## TASK TO COMPLETE
Write out every line from the listing below where the string "types" is found.

━━ RECORDS SUPPLIED ━━

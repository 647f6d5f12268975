mod error;
mod operations;
mod requests;
mod types;

pub use error::{ServiceError, ValidationError};
pub use operations::{
    filter_marks, filter_students, find_missing_ids, list_by_name, sort_by_name,
    validate_age, validate_mark_value, validate_name, validate_positive_id,
};
pub use requests::{
    MarkCriteria, MarkQuery, NameQuery, NewGroup, NewMark, NewStudent, NewStudentMark, NewSubject,
    SortOrder, StudentQuery, StudentUpdate, Validate,
};
pub use types::{Group, Mark, Student, StudentWithSubjects, Subject, SubjectWithStudents};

━━━

## EXERCISE RESPONSE
mod types;
pub use types::{Group, Mark, Student, StudentWithSubjects, Subject, SubjectWithStudents};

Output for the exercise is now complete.